%%

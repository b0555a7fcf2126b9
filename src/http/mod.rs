//! HTTP types shared by the dispatcher and handlers.

mod request;
mod response;

pub use request::{BodyError, RawRequest};
pub use response::{Reply, POWERED_BY};

pub use hyper::{HeaderMap, Method, StatusCode};
//! Server configuration.

use crate::logger::LogFormat;
use serde::{Deserialize, Serialize};
use std::env;

/// Configuration for a [`Server`](crate::runtime::Server).
#[derive(Debug, Clone, PartialEq, Serialize, Deserialize)]
#[serde(default)]
pub struct ServerConfig {
    /// Host address to bind to.
    pub host: String,
    /// Port to listen on. `0` picks a free port.
    pub port: u16,
    /// Value of the `Powered-By` response header.
    pub server_header: String,
    /// Maximum request body size in bytes.
    pub max_body_size: usize,
    /// Whether HTTP/1.1 keep-alive is enabled.
    pub keep_alive: bool,
    /// Output format used by [`init_tracing`](crate::logger::init_tracing).
    pub log_format: LogFormat,
}

impl Default for ServerConfig {
    fn default() -> Self {
        Self {
            host: "127.0.0.1".to_string(),
            port: 3000,
            server_header: "Fireball".to_string(),
            max_body_size: 10 * 1024 * 1024, // 10MB
            keep_alive: true,
            log_format: LogFormat::Pretty,
        }
    }
}

impl ServerConfig {
    /// Create a new config with default values.
    pub fn new() -> Self {
        Self::default()
    }

    /// Load overrides from `FIREBALL_*` environment variables.
    ///
    /// Unset or unparsable variables keep their defaults.
    pub fn from_env() -> Self {
        Self::from_lookup(|key| env::var(key).ok())
    }

    /// Like [`from_env`](Self::from_env), reading variables through `lookup`.
    pub fn from_lookup(lookup: impl Fn(&str) -> Option<String>) -> Self {
        let mut config = Self::default();

        if let Some(host) = lookup("FIREBALL_HOST") {
            config.host = host;
        }
        if let Some(port) = lookup("FIREBALL_PORT").and_then(|v| v.parse().ok()) {
            config.port = port;
        }
        if let Some(header) = lookup("FIREBALL_SERVER_HEADER") {
            config.server_header = header;
        }
        if let Some(size) = lookup("FIREBALL_MAX_BODY_SIZE").and_then(|v| v.parse().ok()) {
            config.max_body_size = size;
        }
        if let Some(keep_alive) = lookup("FIREBALL_KEEP_ALIVE").and_then(|v| parse_bool(&v)) {
            config.keep_alive = keep_alive;
        }
        if let Some(format) = lookup("FIREBALL_LOG_FORMAT").and_then(|v| v.parse().ok()) {
            config.log_format = format;
        }

        config
    }

    /// Set the host address.
    pub fn host(mut self, host: impl Into<String>) -> Self {
        self.host = host.into();
        self
    }

    /// Set the port.
    pub fn port(mut self, port: u16) -> Self {
        self.port = port;
        self
    }

    /// Set the `Powered-By` header value.
    pub fn server_header(mut self, value: impl Into<String>) -> Self {
        self.server_header = value.into();
        self
    }

    /// Set the maximum request body size.
    pub fn max_body_size(mut self, bytes: usize) -> Self {
        self.max_body_size = bytes;
        self
    }

    /// Enable or disable keep-alive.
    pub fn keep_alive(mut self, enabled: bool) -> Self {
        self.keep_alive = enabled;
        self
    }

    /// Set the log output format.
    pub fn log_format(mut self, format: LogFormat) -> Self {
        self.log_format = format;
        self
    }

    /// Get the bind address.
    pub fn bind_addr(&self) -> String {
        format!("{}:{}", self.host, self.port)
    }
}

fn parse_bool(value: &str) -> Option<bool> {
    match value.to_ascii_lowercase().as_str() {
        "1" | "true" | "yes" | "on" => Some(true),
        "0" | "false" | "no" | "off" => Some(false),
        _ => None,
    }
}

#[cfg(test)]
mod tests {
    use super::*;
    use std::collections::HashMap;

    #[test]
    fn test_defaults() {
        let config = ServerConfig::default();
        assert_eq!(config.bind_addr(), "127.0.0.1:3000");
        assert_eq!(config.server_header, "Fireball");
        assert!(config.keep_alive);
    }

    #[test]
    fn test_builder() {
        let config = ServerConfig::new().host("0.0.0.0").port(8080).keep_alive(false);
        assert_eq!(config.bind_addr(), "0.0.0.0:8080");
        assert!(!config.keep_alive);
    }

    #[test]
    fn test_from_lookup() {
        let vars: HashMap<&str, &str> = [
            ("FIREBALL_PORT", "4100"),
            ("FIREBALL_KEEP_ALIVE", "off"),
            ("FIREBALL_LOG_FORMAT", "json"),
            ("FIREBALL_MAX_BODY_SIZE", "not-a-number"),
        ]
        .into_iter()
        .collect();

        let config = ServerConfig::from_lookup(|key| vars.get(key).map(|v| v.to_string()));
        assert_eq!(config.port, 4100);
        assert!(!config.keep_alive);
        assert_eq!(config.log_format, LogFormat::Json);
        assert_eq!(config.max_body_size, ServerConfig::default().max_body_size);
        assert_eq!(config.host, "127.0.0.1");
    }

    #[test]
    fn test_partial_deserialize() {
        let config: ServerConfig = serde_json::from_str(r#"{"port": 9000}"#).unwrap();
        assert_eq!(config.port, 9000);
        assert_eq!(config.host, "127.0.0.1");
    }
}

%%

• _The task_: Every record above is to be copied out exactly.

• _Solution_:
repository b0555a7fcf2126b9
filename src/http/mod.rs
//! HTTP types shared by the dispatcher and handlers.

mod request;
mod response;

pub use request::{BodyError, RawRequest};
pub use response::{Reply, POWERED_BY};

pub use hyper::{HeaderMap, Method, StatusCode};
//! Server configuration.

use crate::logger::LogFormat;
use serde::{Deserialize, Serialize};
use std::env;

/// Configuration for a [`Server`](crate::runtime::Server).
#[derive(Debug, Clone, PartialEq, Serialize, Deserialize)]
#[serde(default)]
pub struct ServerConfig {
    /// Host address to bind to.
    pub host: String,
    /// Port to listen on. `0` picks a free port.
    pub port: u16,
    /// Value of the `Powered-By` response header.
    pub server_header: String,
    /// Maximum request body size in bytes.
    pub max_body_size: usize,
    /// Whether HTTP/1.1 keep-alive is enabled.
    pub keep_alive: bool,
    /// Output format used by [`init_tracing`](crate::logger::init_tracing).
    pub log_format: LogFormat,
}

impl Default for ServerConfig {
    fn default() -> Self {
        Self {
            host: "127.0.0.1".to_string(),
            port: 3000,
            server_header: "Fireball".to_string(),
            max_body_size: 10 * 1024 * 1024, // 10MB
            keep_alive: true,
            log_format: LogFormat::Pretty,
        }
    }
}

impl ServerConfig {
    /// Create a new config with default values.
    pub fn new() -> Self {
        Self::default()
    }

    /// Load overrides from `FIREBALL_*` environment variables.
    ///
    /// Unset or unparsable variables keep their defaults.
    pub fn from_env() -> Self {
        Self::from_lookup(|key| env::var(key).ok())
    }

    /// Like [`from_env`](Self::from_env), reading variables through `lookup`.
    pub fn from_lookup(lookup: impl Fn(&str) -> Option<String>) -> Self {
        let mut config = Self::default();

        if let Some(host) = lookup("FIREBALL_HOST") {
            config.host = host;
        }
        if let Some(port) = lookup("FIREBALL_PORT").and_then(|v| v.parse().ok()) {
            config.port = port;
        }
        if let Some(header) = lookup("FIREBALL_SERVER_HEADER") {
            config.server_header = header;
        }
        if let Some(size) = lookup("FIREBALL_MAX_BODY_SIZE").and_then(|v| v.parse().ok()) {
            config.max_body_size = size;
        }
        if let Some(keep_alive) = lookup("FIREBALL_KEEP_ALIVE").and_then(|v| parse_bool(&v)) {
            config.keep_alive = keep_alive;
        }
        if let Some(format) = lookup("FIREBALL_LOG_FORMAT").and_then(|v| v.parse().ok()) {
            config.log_format = format;
        }

        config
    }

    /// Set the host address.
    pub fn host(mut self, host: impl Into<String>) -> Self {
        self.host = host.into();
        self
    }

    /// Set the port.
    pub fn port(mut self, port: u16) -> Self {
        self.port = port;
        self
    }

    /// Set the `Powered-By` header value.
    pub fn server_header(mut self, value: impl Into<String>) -> Self {
        self.server_header = value.into();
        self
    }

    /// Set the maximum request body size.
    pub fn max_body_size(mut self, bytes: usize) -> Self {
        self.max_body_size = bytes;
        self
    }

    /// Enable or disable keep-alive.
    pub fn keep_alive(mut self, enabled: bool) -> Self {
        self.keep_alive = enabled;
        self
    }

    /// Set the log output format.
    pub fn log_format(mut self, format: LogFormat) -> Self {
        self.log_format = format;
        self
    }

    /// Get the bind address.
    pub fn bind_addr(&self) -> String {
        format!("{}:{}", self.host, self.port)
    }
}

fn parse_bool(value: &str) -> Option<bool> {
    match value.to_ascii_lowercase().as_str() {
        "1" | "true" | "yes" | "on" => Some(true),
        "0" | "false" | "no" | "off" => Some(false),
        _ => None,
    }
}

#[cfg(test)]
mod tests {
    use super::*;
    use std::collections::HashMap;

    #[test]
    fn test_defaults() {
        let config = ServerConfig::default();
        assert_eq!(config.bind_addr(), "127.0.0.1:3000");
        assert_eq!(config.server_header, "Fireball");
        assert!(config.keep_alive);
    }

    #[test]
    fn test_builder() {
        let config = ServerConfig::new().host("0.0.0.0").port(8080).keep_alive(false);
        assert_eq!(config.bind_addr(), "0.0.0.0:8080");
        assert!(!config.keep_alive);
    }

    #[test]
    fn test_from_lookup() {
        let vars: HashMap<&str, &str> = [
            ("FIREBALL_PORT", "4100"),
            ("FIREBALL_KEEP_ALIVE", "off"),
            ("FIREBALL_LOG_FORMAT", "json"),
            ("FIREBALL_MAX_BODY_SIZE", "not-a-number"),
        ]
        .into_iter()
        .collect();

        let config = ServerConfig::from_lookup(|key| vars.get(key).map(|v| v.to_string()));
        assert_eq!(config.port, 4100);
        assert!(!config.keep_alive);
        assert_eq!(config.log_format, LogFormat::Json);
        assert_eq!(config.max_body_size, ServerConfig::default().max_body_size);
        assert_eq!(config.host, "127.0.0.1");
    }

    #[test]
    fn test_partial_deserialize() {
        let config: ServerConfig = serde_json::from_str(r#"{"port": 9000}"#).unwrap();
        assert_eq!(config.port, 9000);
        assert_eq!(config.host, "127.0.0.1");
    }
}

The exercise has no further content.